Tree-Measuring Project with RVA and Earthwatch
- Sunday, July 31st 2016 at 10:00 am
- Sunday, July 31st 2016 at 1:00 pm
The Rational Volunteer Association (RVA) of CFI-L.A. plans to participate in a scientific data collection project conducted by Earthwatch involving the measuring of trees on Sun., July 31, from 10 a.m. to 1 p.m., in Plummer Park in West Hollywood.
The Earthwatch Operation Resilient Tree Project collects data to understand how urban trees grow in different climatic conditions. That data will be used by scientists at the University of California, Riverside, to determine water usage and cooling benefits of common urban tree species in Greater L.A. The results will help build urban resiliency in Southern California.
Working in teams, volunteers use equipment provided by Earthwatch, the environmental non-profit science organization known for its volunteer expeditions worldwide. Volunteers will be trained on the spot by Ellie Perry, L.A. program consultant for Earthwatch. That equipment includes: measuring tapes to determine the diameter and circumference of targeted tree species and the tree canopy coverage; GPS devices to fix the location of trees for follow-up studies; compasses; a 33-foot string to outline an area surrounding the tree for volunteers to estimate the percentage of soil permeability; and data recording sheets.
The work is light and fun for all ages, with some walking and crouching involved.
If enough volunteers sign up for the event, we may be able to use a free van service from the CFI-L.A. parking lot. But the deadline to sign up for a ride is tomorrow, Thurs. July 28! Contact Ladendorf about a ride but still register with Earthwatch online. He will notify you by email Friday if the van will be used on Sunday.

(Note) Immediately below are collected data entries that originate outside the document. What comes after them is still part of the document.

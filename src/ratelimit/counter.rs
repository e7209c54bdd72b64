//! Fixed-window counter implementation.

use serde::Serialize;

use super::rules::RateLimitConfig;

/// Counting state for a single store key.
///
/// An entry lives for exactly one window. Once `now` passes `reset_time`
/// it is never advanced in place; the limiter replaces it wholesale.
#[derive(Debug, Clone, Copy, PartialEq, Eq)]
pub struct CounterEntry {
    /// Requests observed in the current window, including denied ones
    pub count: u64,
    /// Epoch millis at which the current window ends
    pub reset_time: u64,
}

/// Outcome of a single rate limit check.
#[derive(Debug, Clone, Copy, PartialEq, Eq, Serialize)]
pub struct Decision {
    /// Whether the request fits in the quota
    pub allowed: bool,
    /// Quota left before this request was counted
    pub remaining: u64,
    /// End of the window this decision was evaluated against (epoch millis)
    pub reset_time: u64,
    /// The quota of the policy that produced this decision
    pub limit: u64,
}

impl CounterEntry {
    /// Open a fresh window starting at `now`.
    pub fn new(now: u64, window_ms: u64) -> Self {
        Self {
            count: 0,
            reset_time: now.saturating_add(window_ms),
        }
    }

    /// A window is expired strictly after its reset time.
    pub fn is_expired(&self, now: u64) -> bool {
        now > self.reset_time
    }

    /// Evaluate one request against `config` and count it.
    ///
    /// The count is bumped even when the request is denied, so a client that
    /// keeps hammering a closed window keeps growing the counter.
    pub fn record(&mut self, config: &RateLimitConfig) -> Decision {
        let allowed = self.count < config.max_requests;
        let remaining = config.max_requests.saturating_sub(self.count);

        self.count = self.count.saturating_add(1);

        Decision {
            allowed,
            remaining,
            reset_time: self.reset_time,
            limit: config.max_requests,
        }
    }
}
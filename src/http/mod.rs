//! HTTP surface: route middleware, decision API and server.

mod error;
mod middleware;
mod server;
mod service;

pub use error::ErrorBody;
pub use middleware::{
    apply_rate_limit_headers, rate_limit_middleware, request_client_key, RouteLimit,
    RATE_LIMIT_LIMIT, RATE_LIMIT_REMAINING, RATE_LIMIT_RESET,
};
pub use server::HttpServer;
pub use service::{router, AppState, CheckRequest};
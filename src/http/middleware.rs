//! Rate limiting middleware for host application routes.
//!
//! Wrap a route or router with
//! `axum::middleware::from_fn_with_state(RouteLimit::new(limiter, "contact"), rate_limit_middleware)`.
//! Rejected requests get the policy's status code and `{"error": message}`;
//! every response carries the `X-RateLimit-*` headers.

use std::net::{IpAddr, SocketAddr};
use std::sync::Arc;

use axum::extract::{ConnectInfo, Request, State};
use axum::http::{HeaderMap, HeaderValue, StatusCode};
use axum::middleware::Next;
use axum::response::{IntoResponse, Response};
use axum::Json;
use serde_json::json;
use tracing::{error, info};

use crate::ratelimit::{client_key, Decision, RateLimiter};

/// Quota of the applied policy.
pub const RATE_LIMIT_LIMIT: &str = "x-ratelimit-limit";
/// Quota left before the current request was counted.
pub const RATE_LIMIT_REMAINING: &str = "x-ratelimit-remaining";
/// End of the current window, epoch millis.
pub const RATE_LIMIT_RESET: &str = "x-ratelimit-reset";

const FORWARDED_FOR: &str = "x-forwarded-for";

/// Middleware state binding a route to a named limiter.
#[derive(Clone)]
pub struct RouteLimit {
    limiter: Arc<RateLimiter>,
    name: Arc<str>,
    trust_forwarded_for: bool,
}

impl RouteLimit {
    /// Limit a route with the policy registered under `name`.
    pub fn new(limiter: Arc<RateLimiter>, name: &str) -> Self {
        Self {
            limiter,
            name: Arc::from(name),
            trust_forwarded_for: true,
        }
    }

    /// Whether to key clients by `X-Forwarded-For` when present.
    pub fn trust_forwarded_for(mut self, trust: bool) -> Self {
        self.trust_forwarded_for = trust;
        self
    }

    /// The limiter name this route is checked against.
    pub fn name(&self) -> &str {
        &self.name
    }
}

/// Attach the `X-RateLimit-*` headers describing `decision`.
pub fn apply_rate_limit_headers(headers: &mut HeaderMap, decision: &Decision) {
    headers.insert(RATE_LIMIT_LIMIT, HeaderValue::from(decision.limit));
    headers.insert(RATE_LIMIT_REMAINING, HeaderValue::from(decision.remaining));
    headers.insert(RATE_LIMIT_RESET, HeaderValue::from(decision.reset_time));
}

/// Derive the client key for an incoming request.
pub fn request_client_key(req: &Request, trust_forwarded_for: bool) -> String {
    let forwarded = if trust_forwarded_for {
        req.headers()
            .get(FORWARDED_FOR)
            .and_then(|value| value.to_str().ok())
    } else {
        None
    };

    let peer: Option<IpAddr> = req
        .extensions()
        .get::<ConnectInfo<SocketAddr>>()
        .map(|ci| ci.0.ip());

    client_key(forwarded, peer)
}

/// Rate-limiting middleware. Rejects with the policy's status when over quota.
pub async fn rate_limit_middleware(
    State(route): State<RouteLimit>,
    req: Request,
    next: Next,
) -> Response {
    let Some(config) = route.limiter.registry().get(&route.name) else {
        error!(limiter = %route.name, "Route is bound to an unregistered rate limiter");
        return (
            StatusCode::INTERNAL_SERVER_ERROR,
            Json(json!({ "error": "rate limiter misconfigured" })),
        )
            .into_response();
    };

    let key = request_client_key(&req, route.trust_forwarded_for);
    let now = route.limiter.clock().now_ms();
    let decision = route.limiter.check_with(&key, &route.name, &config, now);

    let mut response = if decision.allowed {
        next.run(req).await
    } else {
        info!(
            limiter = %route.name,
            client = %key,
            path = %req.uri().path(),
            "Rejected rate limited request"
        );
        let status =
            StatusCode::from_u16(config.status_code).unwrap_or(StatusCode::TOO_MANY_REQUESTS);
        (status, Json(json!({ "error": config.message }))).into_response()
    };

    apply_rate_limit_headers(response.headers_mut(), &decision);
    response
}

#[cfg(test)]
mod tests {
    use super::*;
    use axum::body::Body;
    use axum::http;

    fn decision() -> Decision {
        Decision {
            allowed: true,
            remaining: 4,
            reset_time: 1_700_000_000_000,
            limit: 5,
        }
    }

    #[test]
    fn test_apply_headers() {
        let mut headers = HeaderMap::new();
        apply_rate_limit_headers(&mut headers, &decision());

        assert_eq!(headers["x-ratelimit-limit"], "5");
        assert_eq!(headers["x-ratelimit-remaining"], "4");
        assert_eq!(headers["x-ratelimit-reset"], "1700000000000");
    }

    #[test]
    fn test_request_client_key_prefers_forwarded_for() {
        let mut req = http::Request::builder()
            .header("x-forwarded-for", "203.0.113.9, 10.0.0.2")
            .body(Body::empty())
            .unwrap();
        req.extensions_mut()
            .insert(ConnectInfo(SocketAddr::from(([10, 0, 0, 1], 4000))));

        assert_eq!(request_client_key(&req, true), "203.0.113.9");
        assert_eq!(request_client_key(&req, false), "10.0.0.1");
    }

    #[test]
    fn test_request_client_key_unknown() {
        let req = http::Request::builder().body(Body::empty()).unwrap();
        assert_eq!(request_client_key(&req, true), "unknown");
    }

    #[test]
    fn test_route_limit_name() {
        let route = RouteLimit::new(Arc::new(RateLimiter::new()), "contact");
        assert_eq!(route.name(), "contact");
    }
}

In March, Bob Ladendorf, chief operating officer of CFI-L.A., participated in a similar tree measurement project with Ellie in Cheviot Hills park. He says it's a wonderful way to be a part of a real science project, as well as enjoy the outdoors and camaraderie of fellow volunteers. Bob also participated in his first volunteer Earthwatch Expedition last year, studying the interaction of wolves, elk, fire and aspen trees in the Canadian Rockies for a long-term study by now Lead Scientist Cristina Eisenberg.